Negli ultimi minuti del film, il protagonista racconta di aver fornito agli inquirenti della compagnia giapponese cui apparteneva la nave naufragata,venuti ad interrogarlo, un’altra versione dei fatti: sulla scialuppa c’erano Pi (la tigre), il cuoco cattivo (la iena), un marinaio (la zebra), l’orangotango. Il cuoco cattivo ha usato il corpo del marinaio morto come esca per i pesci; alle rimostranze della mamma di PI il cuoco ha ucciso la donna, PI ha ucciso il cuoco.  PI chiede al suo interlocutore quale racconto preferisca. Ma anche gli spettatori, è evidente, sono chiamati a scegliere.  L’interlocutore preferisce il primo, quello della tigre che è ammansita dalla tenacia di PI, quello che  narra la possibilità di coabitazione di uomo e animale e, dunque, da un punto di vista psicologico, la possibilità di integrare l’umanità di noi con gli aspetti più pericolosamente istintivi di  noi.

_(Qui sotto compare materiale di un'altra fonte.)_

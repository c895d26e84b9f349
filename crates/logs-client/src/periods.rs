//! Discovery of the months that hold logs for a channel/user pair.

use std::collections::HashSet;

use serde::{Deserialize, Deserializer, Serialize};

use crate::identifier::classify;
use crate::{ArchiveClient, LogsError};

/// A (year, month) pair with at least one log batch.
#[derive(Debug, Clone, PartialEq, Eq, Hash, Serialize, Deserialize)]
pub struct LogPeriod {
    pub year: String,
    pub month: String,
}

impl LogPeriod {
    pub fn new(year: impl Into<String>, month: impl Into<String>) -> Self {
        Self {
            year: year.into(),
            month: month.into(),
        }
    }

    fn sort_key(&self) -> (u32, u32) {
        (
            self.year.parse().unwrap_or_default(),
            self.month.parse().unwrap_or_default(),
        )
    }
}

/// Most recent period, comparing year and month numerically.
pub fn latest_period(periods: &[LogPeriod]) -> Option<&LogPeriod> {
    periods.iter().max_by_key(|p| p.sort_key())
}

/// One entry as listed by the archive; `day` is dropped.
#[derive(Debug, Deserialize)]
struct RawPeriod {
    #[serde(deserialize_with = "string_or_number")]
    year: String,
    #[serde(deserialize_with = "string_or_number")]
    month: String,
}

#[derive(Debug, Default, Deserialize)]
struct LoggedData {
    #[serde(default)]
    list: Option<Vec<RawPeriod>>,
}

/// Instances are listed either as bare URLs or as `{ "url": ... }`.
#[derive(Debug, Deserialize)]
#[serde(untagged)]
enum InstanceRef {
    Url(String),
    Entry {
        #[serde(default)]
        url: Option<String>,
    },
}

#[derive(Debug, Default, Deserialize)]
struct UserLogs {
    #[serde(default)]
    instances: Option<Vec<Option<InstanceRef>>>,
}

/// Discovery response as sent by the archive.
#[derive(Debug, Deserialize)]
#[serde(rename_all = "camelCase")]
pub(crate) struct DiscoveryResponse {
    #[serde(default)]
    available_logs: Option<Vec<RawPeriod>>,
    #[serde(default)]
    logged_data: Option<LoggedData>,
    #[serde(default)]
    user_logs: Option<UserLogs>,
}

/// Discovery response normalized at the boundary.
#[derive(Debug, Default, PartialEq, Eq)]
pub(crate) struct Discovery {
    pub(crate) periods: Vec<LogPeriod>,
    pub(crate) instance: Option<String>,
}

impl From<DiscoveryResponse> for Discovery {
    fn from(resp: DiscoveryResponse) -> Self {
        let raw = match (resp.available_logs, resp.logged_data) {
            (Some(flat), _) => flat,
            (None, Some(nested)) => nested.list.unwrap_or_default(),
            (None, None) => Vec::new(),
        };

        let instance = resp
            .user_logs
            .and_then(|logs| logs.instances.unwrap_or_default().into_iter().next().flatten())
            .and_then(|first| match first {
                InstanceRef::Url(url) => Some(url),
                InstanceRef::Entry { url } => url,
            })
            .filter(|url| !url.is_empty());

        Self {
            periods: dedup_periods(raw),
            instance,
        }
    }
}

/// Collapse entries to unique (year, month), first occurrence first.
fn dedup_periods(raw: Vec<RawPeriod>) -> Vec<LogPeriod> {
    let mut seen = HashSet::new();
    raw.into_iter()
        .map(|r| LogPeriod::new(r.year, r.month))
        .filter(|p| seen.insert(p.clone()))
        .collect()
}

fn string_or_number<'de, D>(deserializer: D) -> Result<String, D::Error>
where
    D: Deserializer<'de>,
{
    match serde_json::Value::deserialize(deserializer)? {
        serde_json::Value::String(s) => Ok(s),
        serde_json::Value::Number(n) => Ok(n.to_string()),
        other => Err(serde::de::Error::custom(format!(
            "expected string or number, got {other}"
        ))),
    }
}

impl ArchiveClient {
    /// List the months with logs for a channel/user pair.
    ///
    /// Missing input returns an empty list without a request. `OptedOut`
    /// and `FetchFailed` are returned as errors and flag the session;
    /// network and decode failures collapse into an empty list. A hosting
    /// instance named by the response is applied to the session.
    pub async fn fetch_periods(
        &self,
        channel: Option<&str>,
        username: Option<&str>,
    ) -> Result<Vec<LogPeriod>, LogsError> {
        let (Some(channel), Some(username)) = (
            channel.filter(|c| !c.is_empty()),
            username.filter(|u| !u.is_empty()),
        ) else {
            return Ok(Vec::new());
        };

        match self.request_discovery(channel, username).await {
            Ok(discovery) => {
                tracing::debug!(
                    channel,
                    username,
                    count = discovery.periods.len(),
                    "Fetched available logs"
                );
                self.session
                    .apply_discovered_instance(discovery.instance.as_deref())
                    .await;
                Ok(discovery.periods)
            }
            Err(e) if e.is_surfaced() => {
                self.session.set_error(true).await;
                Err(e)
            }
            Err(e) => {
                tracing::warn!(error = %e, channel, username, "Log discovery failed, treating as empty");
                Ok(Vec::new())
            }
        }
    }

    async fn request_discovery(
        &self,
        channel: &str,
        username: &str,
    ) -> Result<Discovery, LogsError> {
        let url = self.discovery_endpoint(channel, username)?;
        let body = match self.get(url.as_str()).await {
            Err(LogsError::FetchFailed { status: 403, .. }) => return Err(LogsError::OptedOut),
            other => other?,
        };
        let resp: DiscoveryResponse = serde_json::from_str(&body)?;
        Ok(resp.into())
    }

    /// `<discovery>/api/<channel>/<username>`, with ids as raw digits for
    /// the channel and `id:<digits>` for the user.
    pub(crate) fn discovery_endpoint(
        &self,
        channel: &str,
        username: &str,
    ) -> Result<url::Url, LogsError> {
        let channel = classify(channel);
        let username = classify(username);

        let mut url = url::Url::parse(&self.discovery_url)?;
        url.path_segments_mut()
            .map_err(|_| LogsError::InvalidBase(self.discovery_url.clone()))?
            .pop_if_empty()
            .extend(["api", channel.value.as_str(), username.discovery_user().as_str()]);
        Ok(url)
    }
}

#[cfg(test)]
mod tests {
    use super::*;

    fn parse(body: &str) -> Discovery {
        serde_json::from_str::<DiscoveryResponse>(body).unwrap().into()
    }

    #[test]
    fn flat_listing_dedups_by_year_month() {
        let discovery = parse(
            r#"{ "availableLogs": [
                { "year": "2023", "month": "01", "day": "05" },
                { "year": "2023", "month": "01", "day": "17" },
                { "year": "2023", "month": "02", "day": "01" }
            ] }"#,
        );
        assert_eq!(
            discovery.periods,
            vec![LogPeriod::new("2023", "01"), LogPeriod::new("2023", "02")]
        );
        assert_eq!(discovery.instance, None);
    }

    #[test]
    fn nested_listing_is_accepted() {
        let discovery = parse(
            r#"{ "loggedData": { "list": [
                { "year": 2024, "month": 3, "day": 1 },
                { "year": 2024, "month": 3, "day": 2 },
                { "year": 2023, "month": 12 }
            ] } }"#,
        );
        assert_eq!(
            discovery.periods,
            vec![LogPeriod::new("2024", "3"), LogPeriod::new("2023", "12")]
        );
    }

    #[test]
    fn flat_listing_wins_over_nested() {
        let discovery = parse(
            r#"{
                "availableLogs": [{ "year": "2022", "month": "7" }],
                "loggedData": { "list": [{ "year": "2021", "month": "1" }] }
            }"#,
        );
        assert_eq!(discovery.periods, vec![LogPeriod::new("2022", "7")]);
    }

    #[test]
    fn missing_listing_is_empty() {
        assert_eq!(parse("{}"), Discovery::default());
    }

    #[test]
    fn first_instance_as_object() {
        let discovery = parse(
            r#"{ "availableLogs": [], "userLogs": { "instances": [
                { "url": "https://alt.example" }, "https://other.example"
            ] } }"#,
        );
        assert_eq!(discovery.instance.as_deref(), Some("https://alt.example"));
    }

    #[test]
    fn first_instance_as_string() {
        let discovery = parse(r#"{ "userLogs": { "instances": ["https://alt.example"] } }"#);
        assert_eq!(discovery.instance.as_deref(), Some("https://alt.example"));
    }

    #[test]
    fn instance_without_url_is_ignored() {
        let discovery = parse(r#"{ "userLogs": { "instances": [{ "name": "x" }] } }"#);
        assert_eq!(discovery.instance, None);
        let discovery = parse(r#"{ "userLogs": { "instances": [""] } }"#);
        assert_eq!(discovery.instance, None);
    }

    #[test]
    fn latest_period_compares_numerically() {
        let periods = vec![
            LogPeriod::new("2023", "9"),
            LogPeriod::new("2023", "10"),
            LogPeriod::new("2022", "12"),
        ];
        assert_eq!(latest_period(&periods), Some(&LogPeriod::new("2023", "10")));
        assert_eq!(latest_period(&[]), None);
    }

    #[test]
    fn null_instances_keep_periods() {
        let discovery = parse(
            r#"{ "availableLogs": [{ "year": "2023", "month": "1", "day": "2" }],
                 "userLogs": { "instances": null } }"#,
        );
        assert_eq!(discovery.periods, vec![LogPeriod::new("2023", "1")]);
        assert_eq!(discovery.instance, None);
    }

    #[test]
    fn null_list_keeps_instance() {
        let discovery = parse(
            r#"{ "loggedData": { "list": null },
                 "userLogs": { "instances": ["https://alt.example"] } }"#,
        );
        assert!(discovery.periods.is_empty());
        assert_eq!(discovery.instance.as_deref(), Some("https://alt.example"));
    }

    #[test]
    fn null_first_instance_is_ignored() {
        let discovery = parse(
            r#"{ "availableLogs": [{ "year": "2023", "month": "1" }],
                 "userLogs": { "instances": [null, "https://alt.example"] } }"#,
        );
        assert_eq!(discovery.periods, vec![LogPeriod::new("2023", "1")]);
        assert_eq!(discovery.instance, None);
    }

    #[test]
    fn null_sections_are_absent() {
        let discovery = parse(
            r#"{ "availableLogs": null,
                 "loggedData": { "list": [{ "year": "2022", "month": "4" }] },
                 "userLogs": null }"#,
        );
        assert_eq!(discovery.periods, vec![LogPeriod::new("2022", "4")]);
        assert_eq!(discovery.instance, None);
    }
}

Ma  non è importante la storia che si sceglie ma, piuttosto, sottolineare ( del resto il film lo fa) come il raccontare, dare senso agli eventi, sia fondamentale per noi esseri umani.  Noi  siamo le storie che ci raccontiamo, storie che modifichiamo costantemente  secondo  i nostri  bisogni e al di fuori della nostra consapevolezza.  Ogni volta ci raccontiamo la storia  che ci piace di più, quella che soddisfa i nostri bisogni più profondi, quella che ci far stare meglio: ne va della nostra identità. E allora: BUON ANNO E BUONA NARRAZIONE!